EATM

Acronym for ~~eat meat~~ Extract Archive Tweet Media. It's a set of Python scripts to extract basic information about your tweets from your archive.

Features

Summarize your tweet database into a CSV file
Download all the tweet media you have tweeted/retweeted/replied

Requirements

Python 3.10
Modules in requirements.txt (version may vary though)
Experience using terminal/console

First steps

Twitter Archive

First of, you must request your Twitter Archive, which will be sent to you once it's finished (time varies depending on the amount of data you have).

Extracting tweets

You will soon notice there are three elements inside this archive file.

    Your Twitter Archive
(1) │   Your archive.html
(2) ├───assets
(3) └───data
        │   account-creation-ip.js
        │   ...
(>)     │   tweets.js
        │   ...
        │   verified.js
        │   
        ├───community_tweet_media
        ├─── - - -
        └───tweets_media

Go inside the data folder, and copy the tweets.js file, since is the only one you'll need to use this script.

Format file

Despite the extension, this file could be easily "converted" to a JSON file. Consider the file to have a similar structure as the following.

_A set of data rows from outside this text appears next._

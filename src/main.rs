use anyhow::Context;
use clap::{Parser, Subcommand};
use std::io::IsTerminal;
use std::path::PathBuf;

use slack_digest::commands::{ChannelArgs, Session, ThreadArgs};
use slack_digest::core::config::AppConfig;
use slack_digest::lifecycle::RequestState;

#[derive(Parser)]
#[command(name = "slack-digest")]
#[command(version)]
#[command(about = "Summarize a Slack channel or thread with ChatGPT", long_about = None)]
struct Cli {
    /// Path to config.toml (defaults to the user config directory)
    #[arg(long, global = true)]
    config: Option<PathBuf>,

    /// Print the result once and exit instead of offering follow-up actions
    #[arg(long, global = true)]
    no_interactive: bool,

    #[command(subcommand)]
    command: Commands,
}

#[derive(Subcommand)]
enum Commands {
    /// Summarize recent activity in a channel
    #[clap(visible_alias = "c")]
    Channel {
        /// Channel name (with or without #) or ID; pick from a list when omitted
        channel: Option<String>,
        /// Days to look back
        #[arg(short, long, default_value = "7", allow_hyphen_values = true)]
        days: String,
        /// Instruction replacing the default summary prompt
        #[arg(short, long)]
        prompt: Option<String>,
    },
    /// Summarize a thread from its link
    #[clap(visible_alias = "t")]
    Thread {
        /// Thread (or message) URL, or <channelId>:<ts>; read from the clipboard when omitted
        thread: Option<String>,
        /// Instruction replacing the default summary prompt
        #[arg(short, long)]
        prompt: Option<String>,
    },
    /// List channels visible to the Slack token
    Channels {
        /// Ignore the cached listing
        #[arg(long)]
        refresh: bool,
    },
}

#[tokio::main(flavor = "current_thread")]
async fn main() {
    slack_digest::setup_logging();

    let cli = Cli::parse();
    let code = match run(cli).await {
        Ok(true) => 0,
        Ok(false) => 1,
        Err(e) => {
            eprintln!("Error: {e:#}");
            1
        }
    };
    std::process::exit(code);
}

/// Returns whether the command ended in success.
async fn run(cli: Cli) -> anyhow::Result<bool> {
    let config = AppConfig::load(cli.config.as_deref()).context("Failed to load configuration")?;
    let session = Session::new(config).context("Failed to initialize clients")?;
    let interactive = !cli.no_interactive && std::io::stdin().is_terminal();

    let state = match cli.command {
        Commands::Channel {
            channel,
            days,
            prompt,
        } => {
            session
                .summarize_channel(ChannelArgs {
                    channel,
                    days: Some(days),
                    prompt,
                    interactive,
                })
                .await?
        }
        Commands::Thread { thread, prompt } => {
            session
                .summarize_thread(ThreadArgs {
                    thread,
                    prompt,
                    interactive,
                })
                .await?
        }
        Commands::Channels { refresh } => {
            let channels = session
                .list_channels(refresh)
                .await
                .context("Failed to list channels")?;
            for channel in channels {
                println!("#{}\t{}", channel.name, channel.id);
            }
            return Ok(true);
        }
    };

    Ok(!matches!(state, RequestState::Failure { .. }))
}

window.YTD.tweets.part0 = [
  {
    "tweet" : {
        ...
    }
  },
]

You only have to delete the first part of the line (the one with window.YTD). After doing so, the result should be like the one below.

[
  {
    "tweet" : {
        ...
    }
  },
]

Finally, change the extension from .js to .json, and then it's ready to go!

Commands

Assuming you've already installed Python, configured a venv, and installed the requirements.txt modules, you can run any of the following three scripts.

Tip. Whenever you are unsure how to run the commands, -h option will be your friend!

`get_tweet_csv.py`

This script will collect very basic stuff, like tweet_id, tweet_date, tweet_text and tweet_url (among others).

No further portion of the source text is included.